Y es que, ya se sabe, cuando soplan vientos de cambio, unos construyen muros (las petrotiranías y las multinacionales de los combustibles fósiles) y otros, molinos. Hay que construir molinos, porque la respuesta está en el viento y en el sol; porque el mar es una sopa de plástico (y hay microplásticos en la sangre del cóndor de los Andes y en la comida del McDonalds); porque los barcos son cada vez más grandes y los peces cada vez son menos y pequeños; porque si la deforestación avanza al ritmo actual (equivalente a 30 campos de futbol por minuto) y los mosquitos se extienden, los microbios tendrán la última palabra; porque quienes contribuyen menos a la crisis climática (países y gentes con pocos recursos) son quienes más sufren las consecuencias (justicia climática); porque hay siete millones de muertes prematuras al año debidas a la contaminación del aire (respirar aire puro ha sido declarado recientemente un derecho humano fundamental por la ONU. ¡Grande María Neira!) y el cáncer podría ser la enfermedad más letal de este siglo si no frenamos la crisis; porque producción equivale a extinción y “progreso” es un concepto cada vez más cercano a “cataclismo”. ¡Porque ya no podemos —no debemos— generar energía sin conciencia!

Millones de personas en riesgo

Escribiendo Viral, entendí la relación que existe entre cambio climático y salud, entendí que los mismos factores que producen el cambio climático (combustibles fósiles) perjudican nuestra salud porque envenenan el aire y porque la deforestación nos expone a los virus. Y luego, mientras me documentaba para Blues para un planeta azul, comprendí que la civilización, esa bestia que exhala CO₂ (si este gas no fuera transparente veríamos una manta negra allá arriba cubriendo el cielo), también nos enfermaba. Porque la subida de las temperaturas y los fenómenos extremos (olas de calor, huracanes, incendios de sexta generación, “Filomenas”, medicanes, pandemias) podrán en riesgo la vida de millones de personas en todo el mundo y cada vez con más frecuencia, porque el deshielo de los glaciares (pensemos en el Himalaya) privará de agua potable a miles de millones de personas. Pronto, como en la canción de Janis Joplin, querremos cambiar nuestros mañanas por un solo ayer…

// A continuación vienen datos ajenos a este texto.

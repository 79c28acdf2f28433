// Copyright (c) 2024 Jan Holthuis <jan.holthuis@rub.de>
//
// This Source Code Form is subject to the terms of the Mozilla Public License, v. 2.0. If a copy
// of the MPL was not distributed with this file, You can obtain one at
// http://mozilla.org/MPL/2.0/.
//
// SPDX-License-Identifier: MPL-2.0

//! Deterministic string folding for artist/album/title matching.
//!
//! [`normalize`] and [`normalize_title`] are the sole source of truth for equality decisions
//! during grouping and release-group consolidation: two strings are considered equal iff they
//! normalize to the same output.

use regex::Regex;
use std::sync::LazyLock;
use unidecode::unidecode;

/// Edition markers that denote a re-release of the same logical edition and are stripped.
const NOISE_MARKERS: &[&str] = &[
    "remastered",
    "remastering",
    "remaster",
    "bonus track",
    "bonus tracks",
    "bonus",
];

/// Edition markers that denote a logically distinct release and must be kept.
const PRESERVED_MARKERS: &[&str] = &["deluxe", "expanded", "anniversary", "live", "acoustic"];

/// Matches a parenthesized or bracketed group, e.g. `(2009 Remaster)` or `[Bonus Track Version]`.
static BRACKETED_GROUP: LazyLock<Regex> =
    LazyLock::new(|| Regex::new(r"[(\[][^()\[\]]*[)\]]").expect("valid regex"));

/// Matches a leading `YYYY` year token inside a bracketed group, e.g. `2009 remaster`.
static LEADING_YEAR: LazyLock<Regex> =
    LazyLock::new(|| Regex::new(r"^\d{4}\s+").expect("valid regex"));

/// Returns true if `group` (the inside of a bracketed expression, already lowercased) is noise
/// that should be dropped rather than a preserved edition marker.
fn is_noise_group(group: &str) -> bool {
    let stripped = LEADING_YEAR.replace(group, "").to_string();
    let stripped = stripped.trim();
    if PRESERVED_MARKERS.iter().any(|marker| stripped.contains(marker)) {
        return false;
    }
    NOISE_MARKERS.iter().any(|marker| stripped.contains(marker))
}

/// Strip edition-noise bracketed groups from `value`, keeping groups that contain a preserved
/// edition marker or that don't match any known marker at all.
fn strip_edition_noise(value: &str) -> String {
    BRACKETED_GROUP
        .replace_all(value, |caps: &regex::Captures<'_>| {
            let whole = &caps[0];
            let inner = &whole[1..whole.len() - 1];
            if is_noise_group(&inner.to_ascii_lowercase()) {
                String::new()
            } else {
                whole.to_owned()
            }
        })
        .into_owned()
}

/// Remove a single leading `"the "` article, case-insensitively.
fn strip_leading_article(value: &str) -> &str {
    const ARTICLE: &str = "the ";
    if value.len() > ARTICLE.len() && value[..ARTICLE.len()].eq_ignore_ascii_case(ARTICLE) {
        &value[ARTICLE.len()..]
    } else {
        value
    }
}

/// Normalize a raw display string (artist or album name) for matching (§4.2).
///
/// Rules, applied in order: ASCII-fold, trim, lowercase, strip edition-noise bracketed groups
/// while preserving logically distinct edition markers, strip a leading article, strip all
/// remaining whitespace.
#[must_use]
pub fn normalize(value: &str) -> String {
    let value = unidecode(value);
    let value = value.trim();
    let mut value = value.to_ascii_lowercase();
    value = strip_edition_noise(&value);
    let value = strip_leading_article(value.trim());
    value.chars().filter(|c| !c.is_whitespace()).collect()
}

/// Normalize a track title for matching (§4.2): same as [`normalize`] but without edition-marker
/// preservation, since track titles don't carry release-edition semantics.
#[must_use]
pub fn normalize_title(value: &str) -> String {
    let value = unidecode(value);
    let value = value.trim();
    let mut value = value.to_ascii_lowercase();
    value = BRACKETED_GROUP.replace_all(&value, "").into_owned();
    let value = strip_leading_article(value.trim());
    value.chars().filter(|c| !c.is_whitespace()).collect()
}

/// Detect a preserved edition marker (e.g. `"deluxe"`) in a bracketed group of `album_name`, for
/// populating a `Release.edition` tag at promotion time (§4.8 step 4). Returns the first marker
/// found, title-cased, or `None` for an original release.
#[must_use]
pub fn detect_edition_marker(album_name: &str) -> Option<String> {
    let lowered = album_name.to_ascii_lowercase();
    for caps in BRACKETED_GROUP.find_iter(&lowered) {
        let whole = caps.as_str();
        let inner = &whole[1..whole.len() - 1];
        let stripped = LEADING_YEAR.replace(inner, "").trim().to_owned();
        if let Some(marker) = PRESERVED_MARKERS.iter().find(|marker| stripped.contains(**marker)) {
            let mut chars = marker.chars();
            return chars.next().map(|first| {
                first.to_ascii_uppercase().to_string() + chars.as_str()
            });
        }
    }
    None
}

#[cfg(test)]
mod tests {
    use super::*;

    #[test]
    fn test_strips_leading_article() {
        assert_eq!(normalize("The Beatles"), "beatles");
        assert_eq!(normalize("Anthrax"), "anthrax");
    }

    #[test]
    fn test_strips_remaster_noise() {
        assert_eq!(normalize("Rumours (2009 Remaster)"), "rumours");
        assert_eq!(normalize("Rumours [Remastered]"), "rumours");
    }

    #[test]
    fn test_preserves_distinct_editions() {
        assert_eq!(normalize("Rumours (Deluxe Edition)"), "rumours(deluxeedition)");
        assert_eq!(normalize("Unplugged (Live)"), "unplugged(live)");
    }

    #[test]
    fn test_ascii_folds_diacritics() {
        assert_eq!(normalize("Mötley Crüe"), normalize("Motley Crue"));
        assert_eq!(normalize("Beyoncé"), "beyonce");
    }

    #[test]
    fn test_ampersand_not_special_cased() {
        // Unlike the teacher's distance normalizer, album/artist matching treats '&' literally;
        // it isn't expanded to "and" since it isn't an edition-noise concern.
        assert_eq!(normalize("Mumford & Sons"), "mumford&sons");
    }

    #[test]
    fn test_title_normalization_drops_all_brackets() {
        assert_eq!(normalize_title("Go Your Own Way (Live)"), "goyourownway");
        assert_eq!(normalize_title("Dreams (2004 Remaster)"), "dreams");
    }

    #[test]
    fn test_whitespace_and_case_insensitive() {
        assert_eq!(normalize("  Fleetwood Mac  "), normalize("FLEETWOOD MAC"));
    }

    #[test]
    fn test_detect_edition_marker() {
        assert_eq!(detect_edition_marker("Rumours (Deluxe Edition)"), Some("Deluxe".to_owned()));
        assert_eq!(detect_edition_marker("Unplugged (Live)"), Some("Live".to_owned()));
        assert_eq!(detect_edition_marker("Rumours (2009 Remaster)"), None);
        assert_eq!(detect_edition_marker("Abbey Road"), None);
    }
}
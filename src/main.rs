// Copyright (c) 2024 Jan Holthuis <jan.holthuis@rub.de>
//
// This Source Code Form is subject to the terms of the Mozilla Public License, v. 2.0. If a copy
// of the MPL was not distributed with this file, You can obtain one at
// http://mozilla.org/MPL/2.0/.
//
// SPDX-License-Identifier: MPL-2.0

//! CLI binary entry point.

use std::process::ExitCode;

fn main() -> ExitCode {
    match melodee_ingest::cli::main() {
        Ok(()) => ExitCode::SUCCESS,
        Err(err) => {
            eprintln!("Error: {err}");
            ExitCode::FAILURE
        }
    }
}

La ciencia ha ido, otra vez, por delante de la política. Y la política, otra vez, acosa a los científicos, activistas y periodistas. Y no es que los medioambientalistas (a los que los políticos conservadores llaman sandías: verdes por fuera y rojos por dentro) nunca reciban postales de amor, es que les ningunean, censuran, encarcelan y matan (en Rusia, en los países árabes, en Venezuela, en México). Pero nadie puede asesinar la verdad. Ya no. Imposible, ahora que el cambio climático ha llegado a nuestros barrios. Imposible, cuando el papa Francisco escribe una encíclica para parar esta crisis. Los mercaderes de dudas ya no pueden impedirnos que miremos hacia arriba. La sucia realidad es que los sicarios del oro negro y sus cósmicos beneficios han convertido la atmósfera en un basurero. El planeta sufre de hipertermia maligna, la sexta extinción ya ha comenzado, y nosotros en Texas y en España, ciudadanos de a pie, vivimos así, indefensos e impotentes.

Juntos, los seres humanos nos hemos enfrentado a grandes hambrunas, desastres naturales, esclavitud, guerras y genocidios. Ucrania podría llevar a un conflicto nuclear y el Covid ha puesto en jaque a la economía. A pesar de todo ello, la humanidad se enfrenta ahora a su mayor crisis. Y ahora que se celebra una nueva cumbre del clima en Egipto hemos de preguntarnos si ha comenzado el examen final de la evolución del ser humano. Es por eso que la música que flota en el viento no es una balada de Bob Dylan; se parece más al saxo de John Coltrane y a una canción póstuma. Prestad atención, ahí está: El último blues.